Your assignment: Where in the data below does the word "reason" appear? Copy every line that has it.

___ Records shown

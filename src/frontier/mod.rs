//! The crawl frontier
//!
//! The [`Frontier`] owns every URL the crawl has ever seen:
//! - Deduplication by canonical URL, with one doc id per URL
//! - A priority ordered queue of pending URLs
//! - The set of URLs claimed by workers but not yet completed
//! - Optional mirroring of all of the above into a [`KvStore`] so an
//!   interrupted crawl can resume
//!
//! The in-memory indices are authoritative while the process runs. When a
//! store is attached, each mutation is committed to it before the
//! in-memory state changes, so the store never lags an acknowledged
//! schedule.

mod key;
mod queue;

pub use key::FrontierKey;

use crate::config::CrawlerConfig;
use crate::storage::{KvStore, StorageResult, Table, WriteOp};
use crate::url::{DocId, WebUrl};
use dashmap::mapref::entry::Entry;
use dashmap::DashMap;
use key::{doc_id_bytes, doc_id_from_bytes};
use queue::{key_of, WorkQueue};
use std::sync::atomic::{AtomicBool, AtomicU64, Ordering};
use std::sync::{Arc, Mutex, MutexGuard, PoisonError};
use std::time::Duration;
use tokio::sync::Notify;
use tokio::time::Instant;

/// Point-in-time frontier counters
#[derive(Debug, Clone, Copy, Default, PartialEq, Eq)]
pub struct FrontierStats {
    /// URLs that received a doc id
    pub scheduled: u64,
    /// URLs completed
    pub processed: u64,
    /// URLs waiting to be claimed
    pub pending: u64,
    /// URLs claimed and not yet completed
    pub in_flight: u64,
}

/// Deduplicating, priority ordered queue of URLs to crawl
pub struct Frontier {
    doc_ids: DashMap<String, DocId>,
    last_doc_id: AtomicU64,
    processed: AtomicU64,
    queue: Mutex<WorkQueue>,
    work_available: Notify,
    shutting_down: AtomicBool,
    store: Option<Arc<dyn KvStore>>,
    max_depth: i32,
    max_pages: i64,
    claim_timeout: Duration,
}
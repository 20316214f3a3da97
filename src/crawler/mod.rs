//! Crawler module: the worker pool and its collaborators
//!
//! This module contains the crawl engine around the frontier:
//! - HTTP fetching behind the [`Fetcher`] trait
//! - Link extraction behind the [`ContentExtractor`] trait
//! - The [`CrawlPolicy`] hooks an application implements
//! - Workers, their supervising monitor, and the [`CrawlController`]

mod controller;
mod extractor;
mod fetcher;
mod monitor;
mod policy;
mod worker;

pub use controller::{CrawlController, CrawlCounters, CrawlSummary, ShutdownHandle};
pub use extractor::{ContentExtractor, ExtractedLink, HtmlExtractor, ParseData};
pub use fetcher::{build_http_client, FetchError, FetchResponse, Fetcher, HttpFetcher};
pub use policy::{CrawlPolicy, DefaultPolicy, Page};
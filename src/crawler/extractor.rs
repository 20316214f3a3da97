//! Link extraction from fetched content
//!
//! The [`ContentExtractor`] seam turns a response body into outgoing
//! links. The default [`HtmlExtractor`] handles HTML with `scraper`:
//! - Links from `a`, `area`, `link`, `iframe`, `frame`, `img`, `embed`
//!   and `script` elements, in document order
//! - `<base href>` for relative resolution
//! - The page title
//!
//! Hrefs are returned as written in the document. Canonicalization
//! happens in the worker, against [`ParseData::base_url`].

use crate::CrawlError;
use scraper::{ElementRef, Html, Selector};
use std::collections::BTreeMap;
use url::Url;

/// One outgoing link found in a document
#[derive(Debug, Clone, PartialEq, Eq)]
pub struct ExtractedLink {
    /// The raw `href`/`src` value
    pub href: String,

    /// Anchor text, or `alt` text for images
    pub anchor: Option<String>,

    /// Lowercase tag name of the source element
    pub tag: String,

    /// All attributes of the source element
    pub attributes: BTreeMap<String, String>,
}

/// Result of extracting a document
#[derive(Debug, Clone, Default, PartialEq, Eq)]
pub struct ParseData {
    pub title: Option<String>,

    pub links: Vec<ExtractedLink>,

    /// URL relative links resolve against: the `<base href>` when the
    /// document declares one, otherwise the URL it was fetched from
    pub base_url: String,
}

/// Extracts outgoing links from a response body
pub trait ContentExtractor: Send + Sync {
    /// # Arguments
    ///
    /// * `body` - The raw response body
    /// * `content_type` - The `Content-Type` header, if any
    /// * `context_url` - The URL the body was fetched from
    ///
    /// # Returns
    ///
    /// * `Ok(ParseData)` - Extracted links (empty for content without links)
    /// * `Err(CrawlError::ParseFailure)` - The body could not be processed
    fn extract(
        &self,
        body: &[u8],
        content_type: Option<&str>,
        context_url: &str,
    ) -> Result<ParseData, CrawlError>;
}

/// Element/attribute pairs that carry links
const LINK_SOURCES: &[(&str, &str)] = &[
    ("a", "href"),
    ("area", "href"),
    ("link", "href"),
    ("iframe", "src"),
    ("frame", "src"),
    ("img", "src"),
    ("embed", "src"),
    ("script", "src"),
];

/// [`ContentExtractor`] for HTML documents
#[derive(Debug, Clone, Default)]
pub struct HtmlExtractor;

impl HtmlExtractor {
    pub fn new() -> Self {
        Self
    }

    fn is_html(content_type: Option<&str>) -> bool {
        match content_type {
            None => true,
            Some(ct) => {
                let ct = ct.to_lowercase();
                ct.contains("html") || ct.starts_with("text/plain")
            }
        }
    }
}

impl ContentExtractor for HtmlExtractor {
    fn extract(
        &self,
        body: &[u8],
        content_type: Option<&str>,
        context_url: &str,
    ) -> Result<ParseData, CrawlError> {
        let context = Url::parse(context_url).map_err(|e| CrawlError::ParseFailure {
            url: context_url.to_string(),
            reason: format!("invalid context URL: {}", e),
        })?;

        if !Self::is_html(content_type) {
            tracing::trace!(
                "No links extracted from {} ({})",
                context_url,
                content_type.unwrap_or_default()
            );
            return Ok(ParseData {
                base_url: context.to_string(),
                ..ParseData::default()
            });
        }

        let html = String::from_utf8_lossy(body);
        let document = Html::parse_document(&html);

        let base_url = extract_base(&document, &context)?
            .unwrap_or_else(|| context.to_string());
        let title = extract_title(&document)?;
        let links = extract_links(&document, context_url)?;

        Ok(ParseData {
            title,
            links,
            base_url,
        })
    }
}

fn selector(css: &str, url: &str) -> Result<Selector, CrawlError> {
    Selector::parse(css).map_err(|e| CrawlError::ParseFailure {
        url: url.to_string(),
        reason: format!("bad selector {}: {:?}", css, e),
    })
}

/// Extracts the page title from the HTML document
fn extract_title(document: &Html) -> Result<Option<String>, CrawlError> {
    let title_selector = selector("title", "")?;

    Ok(document
        .select(&title_selector)
        .next()
        .map(|element| element.text().collect::<String>().trim().to_string())
        .filter(|s| !s.is_empty()))
}

/// Resolves the first `<base href>` against the page URL
fn extract_base(document: &Html, context: &Url) -> Result<Option<String>, CrawlError> {
    let base_selector = selector("base[href]", context.as_str())?;

    Ok(document
        .select(&base_selector)
        .next()
        .and_then(|element| element.value().attr("href"))
        .and_then(|href| context.join(href.trim()).ok())
        .map(String::from))
}

fn extract_links(document: &Html, context_url: &str) -> Result<Vec<ExtractedLink>, CrawlError> {
    let css = LINK_SOURCES
        .iter()
        .map(|(tag, attr)| format!("{}[{}]", tag, attr))
        .collect::<Vec<_>>()
        .join(", ");
    let link_selector = selector(&css, context_url)?;

    let mut links = Vec::new();
    for element in document.select(&link_selector) {
        let tag = element.value().name().to_lowercase();
        let Some(attr) = LINK_SOURCES
            .iter()
            .find(|(name, _)| *name == tag)
            .map(|(_, attr)| *attr)
        else {
            continue;
        };

        let Some(href) = element.value().attr(attr).map(str::trim) else {
            continue;
        };
        if !is_followable(href) {
            continue;
        }

        links.push(ExtractedLink {
            href: href.to_string(),
            anchor: anchor_text(&element, &tag),
            tag,
            attributes: element
                .value()
                .attrs()
                .map(|(name, value)| (name.to_string(), value.to_string()))
                .collect(),
        });
    }

    Ok(links)
}

fn anchor_text(element: &ElementRef<'_>, tag: &str) -> Option<String> {
    let text = if tag == "img" {
        element.value().attr("alt").unwrap_or_default().to_string()
    } else {
        element.text().collect::<Vec<_>>().join(" ")
    };

    let text = text.split_whitespace().collect::<Vec<_>>().join(" ");
    if text.is_empty() {
        None
    } else {
        Some(text)
    }
}

/// Rejects empty hrefs, same-page fragments and non-navigational schemes
fn is_followable(href: &str) -> bool {
    if href.is_empty() || href.starts_with('#') {
        return false;
    }

    let lower = href.to_lowercase();
    !["javascript:", "mailto:", "tel:", "data:"]
        .iter()
        .any(|scheme| lower.starts_with(scheme))
}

______

Output for this task:
            reason: format!("invalid context URL: {}", e),
        reason: format!("bad selector {}: {:?}", css, e),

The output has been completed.